Bekannt wurde Brus durch die Aktion vom 5. Juli 1965 in Wien, als er weiß bemalt und mit einem schwarzen, zuckenden Strich gleichsam längs geteilt als lebendes Bild vom Heldenplatz in Richtung Stephansplatz unterwegs war. Auf halbem Weg wurde er von einem Polizisten angehalten und in die nahe gelegene Wachstube geführt. Wegen „Erregung öffentlichen Ärgernisses“ musste er eine Verwaltungsstrafe von 80 Schilling zahlen. „Ich hab’ aus innerem Zwang heraus auf den Zwang reagiert“, benannte Brus die Beweggründe für seine Körperkunst. Im Lauf des Jahres 1967 entwickelte er dann sein Konzept der „Körperanalysen“, bei dem er elementare existenzielle Erfahrungen thematisierte. Dabei zog er sich oft vollkommen nackt aus, verstümmelte seinen Körper mit Rasierklingen, trank seinen Urin, beschmierte sich mit Kot und masturbierte öffentlich.

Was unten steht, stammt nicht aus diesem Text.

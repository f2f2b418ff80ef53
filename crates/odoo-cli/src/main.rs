use clap::Parser;
use odoo_cli::{cli::Cli, commands, logging};
use tracing::error;

#[tokio::main]
async fn main() {
    let cli = Cli::parse();
    logging::init_logging(cli.verbose);

    if let Err(err) = commands::dispatch(cli).await {
        error!(target: "odoo", error = %err, "command failed");
        std::process::exit(1);
    }
}
//! Client and module-load configuration.
//!
//! Defaults mirror a stock Odoo deployment; everything is overridable via
//! the builder-style setters or by deserializing from a config file.

use std::time::Duration;

use serde::Deserialize;

/// Connection-level settings.
#[derive(Debug, Clone, Deserialize)]
#[serde(default)]
pub struct ClientConfig {
    /// Server base URL.
    pub server_url: String,
    /// Database to authenticate against.
    pub database: String,
    /// Timeout for the authentication call (milliseconds in config files).
    #[serde(with = "duration_ms")]
    pub auth_timeout: Duration,
    /// Timeout for generic model calls.
    #[serde(with = "duration_ms")]
    pub call_timeout: Duration,
    /// Bounded automatic reconnect attempts after a failed connect.
    pub max_retries: u32,
    /// Delay before a scheduled reconnect attempt fires.
    #[serde(with = "duration_ms")]
    pub retry_delay: Duration,
    /// Interval between liveness probes.
    #[serde(with = "duration_ms")]
    pub monitor_interval: Duration,
}

impl Default for ClientConfig {
    fn default() -> Self {
        Self {
            server_url: "http://localhost:8069".to_string(),
            database: "odoo_db".to_string(),
            auth_timeout: Duration::from_secs(10),
            call_timeout: Duration::from_secs(15),
            max_retries: 3,
            retry_delay: Duration::from_millis(1000),
            monitor_interval: Duration::from_secs(30),
        }
    }
}

impl ClientConfig {
    /// Sets the server base URL.
    pub fn with_server_url(mut self, url: impl Into<String>) -> Self {
        self.server_url = url.into();
        self
    }

    /// Sets the database name.
    pub fn with_database(mut self, database: impl Into<String>) -> Self {
        self.database = database.into();
        self
    }

    /// Sets the reconnect attempt bound.
    pub fn with_max_retries(mut self, max_retries: u32) -> Self {
        self.max_retries = max_retries;
        self
    }

    /// Sets the delay before a scheduled reconnect.
    pub fn with_retry_delay(mut self, delay: Duration) -> Self {
        self.retry_delay = delay;
        self
    }

    /// Sets the liveness probe interval.
    pub fn with_monitor_interval(mut self, interval: Duration) -> Self {
        self.monitor_interval = interval;
        self
    }
}

/// Module verification settings.
#[derive(Debug, Clone, Deserialize)]
#[serde(default)]
pub struct ModuleConfig {
    /// Modules the application requires.
    pub required: Vec<String>,
    /// Declared dependency order. Verification follows this order filtered
    /// down to `required`; dependency-earlier modules are checked first.
    pub load_order: Vec<String>,
    /// Pause between consecutive module checks. Paces load on the server;
    /// deliberate, not a correctness requirement.
    #[serde(with = "duration_ms")]
    pub pace_delay: Duration,
    /// Poll interval for external status displays. Not consumed by the
    /// sequencer itself.
    #[serde(with = "duration_ms")]
    pub status_check_interval: Duration,
    /// Upper bound a caller may apply to one load pass. Not consumed by the
    /// sequencer itself.
    #[serde(with = "duration_ms")]
    pub load_timeout: Duration,
}

impl Default for ModuleConfig {
    fn default() -> Self {
        Self {
            required: [
                "base", "web", "mail", "sale", "purchase", "account", "stock", "hr",
            ]
            .iter()
            .map(|name| name.to_string())
            .collect(),
            load_order: [
                "base", "web", "mail", "hr", "account", "stock", "purchase", "sale",
            ]
            .iter()
            .map(|name| name.to_string())
            .collect(),
            pace_delay: Duration::from_millis(500),
            status_check_interval: Duration::from_millis(2000),
            load_timeout: Duration::from_secs(30),
        }
    }
}

impl ModuleConfig {
    /// Sets the required module list.
    pub fn with_required<I, S>(mut self, required: I) -> Self
    where
        I: IntoIterator<Item = S>,
        S: Into<String>,
    {
        self.required = required.into_iter().map(Into::into).collect();
        self
    }

    /// Sets the declared load order.
    pub fn with_load_order<I, S>(mut self, load_order: I) -> Self
    where
        I: IntoIterator<Item = S>,
        S: Into<String>,
    {
        self.load_order = load_order.into_iter().map(Into::into).collect();
        self
    }

    /// Sets the inter-module pacing delay.
    pub fn with_pace_delay(mut self, delay: Duration) -> Self {
        self.pace_delay = delay;
        self
    }
}

/// Root configuration: connection plus module verification.
#[derive(Debug, Clone, Default, Deserialize)]
#[serde(default)]
pub struct Config {
    pub client: ClientConfig,
    pub modules: ModuleConfig,
}

mod duration_ms {
    use std::time::Duration;

    use serde::{Deserialize, Deserializer};

    pub fn deserialize<'de, D>(deserializer: D) -> Result<Duration, D::Error>
    where
        D: Deserializer<'de>,
    {
        let ms = u64::deserialize(deserializer)?;
        Ok(Duration::from_millis(ms))
    }
}

#[cfg(test)]
mod tests {
    use super::*;

    #[test]
    fn defaults_match_stock_deployment() {
        let config = Config::default();

        assert_eq!(config.client.server_url, "http://localhost:8069");
        assert_eq!(config.client.max_retries, 3);
        assert_eq!(config.client.retry_delay, Duration::from_millis(1000));
        assert_eq!(config.client.monitor_interval, Duration::from_secs(30));
        assert_eq!(config.modules.pace_delay, Duration::from_millis(500));
        assert_eq!(config.modules.required.len(), 8);
        assert_eq!(config.modules.load_order.first().map(String::as_str), Some("base"));
    }

    #[test]
    fn deserializes_durations_from_millis() {
        let json = r#"{
            "client": {"server_url": "https://erp.example.com", "retry_delay": 250},
            "modules": {"required": ["base"], "load_order": ["base"], "pace_delay": 50}
        }"#;
        let config: Config = serde_json::from_str(json).unwrap();

        assert_eq!(config.client.server_url, "https://erp.example.com");
        assert_eq!(config.client.retry_delay, Duration::from_millis(250));
        assert_eq!(config.modules.pace_delay, Duration::from_millis(50));
        // Unspecified fields keep their defaults.
        assert_eq!(config.client.database, "odoo_db");
    }

    #[test]
    fn builders_override_defaults() {
        let client = ClientConfig::default()
            .with_server_url("http://10.0.0.5:8069")
            .with_database("prod")
            .with_max_retries(1)
            .with_retry_delay(Duration::from_millis(10));

        assert_eq!(client.server_url, "http://10.0.0.5:8069");
        assert_eq!(client.database, "prod");
        assert_eq!(client.max_retries, 1);
        assert_eq!(client.retry_delay, Duration::from_millis(10));
    }
}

Mit diesen, die Schmerzgrenzen des Publikums überschreitenden Handlungen schockierte Brus im Juni 1968 auch bei der legendären Aktion „Kunst und Revolution“ an der Universität Wien. Da er dabei noch die österreichische Nationalhymne sang, wurde er wegen „Herabwürdigung der österreichischen Staatssymbole“ und wegen „Verletzung der Sittlichkeit und Schamhaftigkeit“ zu sechs Monaten Gefängnishaft verurteilt. Dem entzog er sich durch Flucht nach Berlin und gründete dort mit Oswald Wiener und Gerhard Rühm die „Österreichische Exilregierung“ und ihre Zeitschrift „Die Schastrommel – Organ der österreichischen Exilregierung“. Solche Aktionen hätten anarchistischen Charakter gehabt, sagte Brus später. Sie seien im Besonderen auf die Situation in Österreich ausgerichtet gewesen. „Es war schier unerträglich, in welchem pseudodemokratischen Land wir damals gelebt haben“, so Brus. Die Zeit in Berlin empfand er als „das Positivste für mich persönlich, Berlin war für mich ein Befreiungsschlag“.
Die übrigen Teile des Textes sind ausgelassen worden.